**DATA EXTRACTS:**
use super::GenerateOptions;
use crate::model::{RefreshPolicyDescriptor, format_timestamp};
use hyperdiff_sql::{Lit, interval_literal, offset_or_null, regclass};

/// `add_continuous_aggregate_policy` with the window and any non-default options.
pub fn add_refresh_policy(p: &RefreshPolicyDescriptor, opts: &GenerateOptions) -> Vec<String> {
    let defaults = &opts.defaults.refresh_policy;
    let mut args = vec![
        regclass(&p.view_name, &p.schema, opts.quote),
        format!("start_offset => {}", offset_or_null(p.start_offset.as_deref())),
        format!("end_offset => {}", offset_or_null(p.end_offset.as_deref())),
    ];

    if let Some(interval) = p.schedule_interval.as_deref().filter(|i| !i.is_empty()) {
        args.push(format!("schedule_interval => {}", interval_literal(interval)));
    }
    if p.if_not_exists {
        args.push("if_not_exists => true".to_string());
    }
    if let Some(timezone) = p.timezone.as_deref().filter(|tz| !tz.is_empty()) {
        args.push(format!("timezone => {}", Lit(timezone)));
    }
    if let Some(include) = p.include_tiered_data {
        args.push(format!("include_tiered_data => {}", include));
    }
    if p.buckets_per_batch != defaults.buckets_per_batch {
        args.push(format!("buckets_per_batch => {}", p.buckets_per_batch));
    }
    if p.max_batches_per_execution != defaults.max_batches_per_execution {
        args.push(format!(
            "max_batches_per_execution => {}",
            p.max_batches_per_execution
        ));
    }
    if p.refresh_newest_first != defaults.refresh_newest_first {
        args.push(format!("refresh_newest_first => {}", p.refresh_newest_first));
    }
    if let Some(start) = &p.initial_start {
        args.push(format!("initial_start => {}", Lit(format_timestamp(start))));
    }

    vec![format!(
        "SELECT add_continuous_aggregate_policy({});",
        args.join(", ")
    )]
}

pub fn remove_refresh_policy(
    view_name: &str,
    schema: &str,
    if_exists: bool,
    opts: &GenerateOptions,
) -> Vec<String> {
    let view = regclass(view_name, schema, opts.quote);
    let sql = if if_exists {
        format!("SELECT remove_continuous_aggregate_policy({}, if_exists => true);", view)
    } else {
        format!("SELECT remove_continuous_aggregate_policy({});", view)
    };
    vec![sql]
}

* * *

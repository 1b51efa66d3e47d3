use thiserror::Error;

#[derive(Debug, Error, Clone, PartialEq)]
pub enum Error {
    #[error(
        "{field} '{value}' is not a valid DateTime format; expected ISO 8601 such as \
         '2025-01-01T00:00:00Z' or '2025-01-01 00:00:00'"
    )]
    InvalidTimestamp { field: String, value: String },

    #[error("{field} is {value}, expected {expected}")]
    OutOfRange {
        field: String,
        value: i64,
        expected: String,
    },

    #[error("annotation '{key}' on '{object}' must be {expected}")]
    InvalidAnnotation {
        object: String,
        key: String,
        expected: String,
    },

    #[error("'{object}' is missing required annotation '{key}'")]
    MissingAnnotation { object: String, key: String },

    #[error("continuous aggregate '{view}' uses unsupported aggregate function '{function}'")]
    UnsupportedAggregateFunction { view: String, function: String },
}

**WHAT TO PRODUCE:** Only the lines above from the line with "use super::GenerateOptions;" to the line with "if let Some(interval)", those two lines included, should be reproduced exactly.

**REPLY TO THE EXERCISE:**
use super::GenerateOptions;
use crate::model::{RefreshPolicyDescriptor, format_timestamp};
use hyperdiff_sql::{Lit, interval_literal, offset_or_null, regclass};

/// `add_continuous_aggregate_policy` with the window and any non-default options.
pub fn add_refresh_policy(p: &RefreshPolicyDescriptor, opts: &GenerateOptions) -> Vec<String> {
    let defaults = &opts.defaults.refresh_policy;
    let mut args = vec![
        regclass(&p.view_name, &p.schema, opts.quote),
        format!("start_offset => {}", offset_or_null(p.start_offset.as_deref())),
        format!("end_offset => {}", offset_or_null(p.end_offset.as_deref())),
    ];

    if let Some(interval) = p.schedule_interval.as_deref().filter(|i| !i.is_empty()) {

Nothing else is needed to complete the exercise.